Overview
In questo video, mostriamo un metodo per produrre una popolazione sincronizzata per lo sviluppo di C. elegansadulti sterili . Il protocollo di esempio sincronizza i worm per studiare i tassi di consumo di ossigeno negli animali vivi.
Protocol
Questo protocollo è un estratto da Sarasija e Norman, Misurazione dei tassi di consumo di ossigeno in Intact Caenorhabditis elegans, J. Vis. Exp. (2019).
1. Crescita e sincronizzazione della popolazione di nematodi
Questi animali raggiungeranno lo stadio larvale L4 dopo ~ 42 h. In questo momento, spostare le larve L4 usando un piccone di platino su piastre NGM sementi OP50 contenenti 0,5 mg/mL 5-fluoro-2'-deossiuridina (FUdR) per impedire loro di produrre progenie.
NOTA Assicurarsi che all'interno di un esperimento tutti i ceppi siano sincronizzati per un periodo di tempo simile. Il trattamento FUdR sterilizza gli animali e previene la deposizione delle uova e la produzione di progenie, che potrebbero influenzare l'OCR. Questi animali sterilizzati verranno analizzati il giorno successivo (giorno 1 animale adulto a ~ 66 h) per il saggio. È stato riferito che la FUdR ha avuto un impatto sulla fisiologia e sulla durata della vita di alcuni vermi mutanti. Pertanto, questo dovrebbe essere preso in considerazione quando il farmaco viene utilizzato per la sterilizzazione. I vermi possono anche essere sterilizzati mediante mutazioni femminizzante come fem-1 (hc17) o fem-3(e2006). Tuttavia, queste mutazioni potrebbero avere un impatto sulla funzione mitocondriale.
- Trasferire larve L4 di origine genetica desiderata (ad esempio, N2 [tipo selvatico] e animali sel-12) su piatti di mezzi di crescita nematodi (NGM) (vedi tabella 1 per ricetta) appena seminati con un prato di Escherichia coli (OP50).

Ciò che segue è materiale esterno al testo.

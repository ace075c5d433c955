//! Wire types for the task API.
//!
//! # Design
//! These types mirror the backend's schema but are defined independently of
//! the mock-server crate; the integration tests catch schema drift between
//! the two. Field names travel as camelCase (`dueDate`) per the backend
//! contract.
//!
//! The envelope's `data` field is type-ambiguous on the wire (a single task,
//! a list, or null/absent), so it is modeled as the tagged union
//! [`ResponseData`] and callers pattern-match instead of probing the shape at
//! runtime.

use serde::{Deserialize, Serialize};

/// A single task returned by the API. The id is assigned by the backend; the
/// client never mutates a task in place, it refetches the list instead.
#[derive(Debug, Clone, Serialize, Deserialize, PartialEq, Eq)]
#[serde(rename_all = "camelCase")]
pub struct Task {
    pub id: i64,
    pub title: String,
    pub description: String,
    pub completed: bool,
    #[serde(default, skip_serializing_if = "Option::is_none")]
    pub due_date: Option<String>,
}

/// Request payload for creating a task: the subset of fields the form
/// collects. Built from form values immediately before submission.
#[derive(Debug, Clone, Serialize, Deserialize, PartialEq, Eq)]
#[serde(rename_all = "camelCase")]
pub struct TaskRequest {
    pub title: String,
    pub description: String,
    pub due_date: String,
}

/// The uniform envelope every backend call returns.
///
/// `status == "OK"` signals success; any other value is a soft failure that
/// the component surfaces as an informational message, never as an error.
#[derive(Debug, Clone, Serialize, Deserialize, PartialEq, Eq)]
pub struct CommonResponse {
    pub status: String,
    pub message: String,
    #[serde(default)]
    pub data: ResponseData,
}

impl CommonResponse {
    /// Whether the envelope signals application-level success.
    pub fn is_ok(&self) -> bool {
        self.status == "OK"
    }
}

/// The envelope's `data` payload: absent, one task, or a list of tasks.
///
/// Untagged: `null` (or a missing field) parses as `Empty`, a JSON object as
/// `Single`, a JSON array as `Many`. The variants do not overlap, so the
/// order serde tries them in does not matter.
#[derive(Debug, Clone, Default, Serialize, Deserialize, PartialEq, Eq)]
#[serde(untagged)]
pub enum ResponseData {
    #[default]
    Empty,
    Single(Task),
    Many(Vec<Task>),
}

#[cfg(test)]
mod tests {
    use super::*;

    #[test]
    fn task_round_trips_camel_case() {
        let json = r#"{"id":7,"title":"Buy milk","description":"2%","completed":false,"dueDate":"2025-10-20"}"#;
        let task: Task = serde_json::from_str(json).unwrap();
        assert_eq!(task.id, 7);
        assert_eq!(task.due_date.as_deref(), Some("2025-10-20"));

        let back = serde_json::to_value(&task).unwrap();
        assert_eq!(back["dueDate"], "2025-10-20");
        assert!(back.get("due_date").is_none());
    }

    #[test]
    fn task_without_due_date() {
        let json = r#"{"id":1,"title":"t","description":"d","completed":true}"#;
        let task: Task = serde_json::from_str(json).unwrap();
        assert!(task.due_date.is_none());
        let back = serde_json::to_value(&task).unwrap();
        assert!(back.get("dueDate").is_none());
    }

    #[test]
    fn task_request_serializes_due_date_camel_case() {
        let request = TaskRequest {
            title: "Buy milk".to_string(),
            description: "2%".to_string(),
            due_date: "2025-10-20".to_string(),
        };
        let json = serde_json::to_value(&request).unwrap();
        assert_eq!(json["dueDate"], "2025-10-20");
    }

    #[test]
    fn envelope_data_null_is_empty() {
        let json = r#"{"status":"OK","message":"nothing pending","data":null}"#;
        let response: CommonResponse = serde_json::from_str(json).unwrap();
        assert_eq!(response.data, ResponseData::Empty);
    }

    #[test]
    fn envelope_data_absent_is_empty() {
        let json = r#"{"status":"NOT_FOUND","message":"Task not found"}"#;
        let response: CommonResponse = serde_json::from_str(json).unwrap();
        assert!(!response.is_ok());
        assert_eq!(response.data, ResponseData::Empty);
    }

    #[test]
    fn envelope_data_object_is_single() {
        let json = r#"{"status":"OK","message":"ok","data":{"id":3,"title":"t","description":"d","completed":false}}"#;
        let response: CommonResponse = serde_json::from_str(json).unwrap();
        match response.data {
            ResponseData::Single(task) => assert_eq!(task.id, 3),
            other => panic!("expected Single, got {other:?}"),
        }
    }

    #[test]
    fn envelope_data_array_is_many() {
        let json = r#"{"status":"OK","message":"ok","data":[{"id":1,"title":"a","description":"","completed":false},{"id":2,"title":"b","description":"","completed":false}]}"#;
        let response: CommonResponse = serde_json::from_str(json).unwrap();
        match response.data {
            ResponseData::Many(tasks) => {
                assert_eq!(tasks.len(), 2);
                assert_eq!(tasks[0].id, 1);
                assert_eq!(tasks[1].id, 2);
            }
            other => panic!("expected Many, got {other:?}"),
        }
    }

    #[test]
    fn envelope_data_empty_array_is_many_not_empty() {
        let json = r#"{"status":"OK","message":"ok","data":[]}"#;
        let response: CommonResponse = serde_json::from_str(json).unwrap();
        assert_eq!(response.data, ResponseData::Many(Vec::new()));
    }

    #[test]
    fn is_ok_requires_exact_status() {
        for (status, expected) in [("OK", true), ("ok", false), ("FAIL", false), ("", false)] {
            let response = CommonResponse {
                status: status.to_string(),
                message: String::new(),
                data: ResponseData::Empty,
            };
            assert_eq!(response.is_ok(), expected, "status {status:?}");
        }
    }
}
//! Creation form state: three required fields.

use crate::types::TaskRequest;

/// The task-creation form. All three fields are required; the form is valid
/// only when every field is non-empty. Owned exclusively by the component
/// and reset to empty after a successful submission.
#[derive(Debug, Clone, Default, PartialEq, Eq)]
pub struct TaskForm {
    pub title: String,
    pub description: String,
    pub due_date: String,
}

impl TaskForm {
    pub fn new() -> Self {
        Self::default()
    }

    /// Whether every required field is populated.
    pub fn is_valid(&self) -> bool {
        !self.title.is_empty() && !self.description.is_empty() && !self.due_date.is_empty()
    }

    /// Clear every field back to empty.
    pub fn reset(&mut self) {
        *self = Self::default();
    }

    /// Snapshot the current values into a creation DTO. The form itself is
    /// left untouched; resetting is tied to submission success, not to
    /// building the request.
    pub fn to_request(&self) -> TaskRequest {
        TaskRequest {
            title: self.title.clone(),
            description: self.description.clone(),
            due_date: self.due_date.clone(),
        }
    }
}
//! Stateless HTTP request builder and response parser for the task API.
//!
//! # Design
//! `TaskService` holds only the resolved base path and carries no mutable
//! state between calls. Each operation is a `build_*` method producing an
//! `HttpRequest`; every operation returns the same `CommonResponse` envelope,
//! so a single `parse_response` consumes the `HttpResponse`. The transport
//! executes the actual round trip between the two, keeping this layer
//! deterministic and free of I/O.
//!
//! No retries, no timeouts, no caching. Calls are independent; concurrent
//! calls are not deduplicated or coordinated.

use crate::error::ApiError;
use crate::http::{HttpMethod, HttpRequest, HttpResponse};
use crate::types::{CommonResponse, TaskRequest};

/// Stateless client for the three task API operations.
///
/// Builds `HttpRequest` values and parses `HttpResponse` values without
/// touching the network.
#[derive(Debug, Clone)]
pub struct TaskService {
    task_base_url: String,
}

impl TaskService {
    /// `base_url` is the server root; the `/task` prefix shared by every
    /// operation is appended here once.
    pub fn new(base_url: &str) -> Self {
        Self {
            task_base_url: format!("{}/task", base_url.trim_end_matches('/')),
        }
    }

    /// POST `/task/create` with the creation DTO as the JSON body.
    pub fn build_create_task(&self, request: &TaskRequest) -> Result<HttpRequest, ApiError> {
        let body = serde_json::to_string(request)
            .map_err(|e| ApiError::SerializationError(e.to_string()))?;
        Ok(HttpRequest {
            method: HttpMethod::Post,
            path: format!("{}/create", self.task_base_url),
            headers: vec![("content-type".to_string(), "application/json".to_string())],
            body: Some(body),
        })
    }

    /// GET `/task/get-all-pending-todos`.
    pub fn build_pending_todos(&self) -> HttpRequest {
        HttpRequest {
            method: HttpMethod::Get,
            path: format!("{}/get-all-pending-todos", self.task_base_url),
            headers: Vec::new(),
            body: None,
        }
    }

    /// POST `/task/make-todo-completed` with the id as a query parameter.
    ///
    /// TODO: confirm the parameter style against the real backend — the
    /// contract is ambiguous about whether the id travels as a query
    /// parameter or inside a JSON body; the query form is the evident
    /// intent.
    pub fn build_complete_todo(&self, id: i64) -> HttpRequest {
        HttpRequest {
            method: HttpMethod::Post,
            path: format!("{}/make-todo-completed?id={id}", self.task_base_url),
            headers: Vec::new(),
            body: None,
        }
    }

    /// Deserialize the `CommonResponse` envelope out of any 2xx response.
    ///
    /// A non-2xx status is a hard failure; the envelope's own `status` field
    /// is NOT interpreted here — soft failures are the component's concern.
    pub fn parse_response(&self, response: HttpResponse) -> Result<CommonResponse, ApiError> {
        check_status(&response)?;
        serde_json::from_str(&response.body)
            .map_err(|e| ApiError::DeserializationError(e.to_string()))
    }
}

/// Map non-2xx status codes to `ApiError::HttpError`.
fn check_status(response: &HttpResponse) -> Result<(), ApiError> {
    if (200..300).contains(&response.status) {
        return Ok(());
    }
    Err(ApiError::HttpError {
        status: response.status,
        body: response.body.clone(),
    })
}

Utilizzare almeno due piastre da 100 mm o tre piastre da 60 mm per ogni deformazione. Incubare i vermi alla temperatura di crescita appropriata (tra 15-25 °C) per 3-4 giorni o fino a quando le piastre non sono concentrate con un gran numero di uova e vermi gravidi.
- Lavare le uova e i vermi dalle piastre utilizzando circa 6 ml di tampone M9 (vedi tabella 1 per ricetta) per piatto di nematodi da 100 mm e trasferirli con pipette Pasteur in vetro in singoli tubi di centrifuga da 15 ml per ogni ceppo. Spin questi tubi verso il basso per 3 minuti a 6.180 x g e aspira il tampone M9, mantenendo solo gli animali e il pellet di uova.
- Aggiungere 3-4 ml di soluzione di candeggina (vedi tabella 1 per la ricetta) a ciascun tubo e vortice intermittente per 6 min. Ripetere questo lavaggio con M9 tre volte e spostare il pellet di uova in un tubo fresco da 15 ml contenente circa 9 ml di tampone M9.
- Sincronizzare i vermi appena nati nutando a 20 °C per 16-48 ore. Far girare questi tubi a 6.180 x g per 1,5 minuti e mettere gli animali L1 sincronizzati su singole piastre NGM appena seminate con un prato di OP50 (circa 6.000-10.000 animali per piastra da 100 mm) e mantenere a 20 °C.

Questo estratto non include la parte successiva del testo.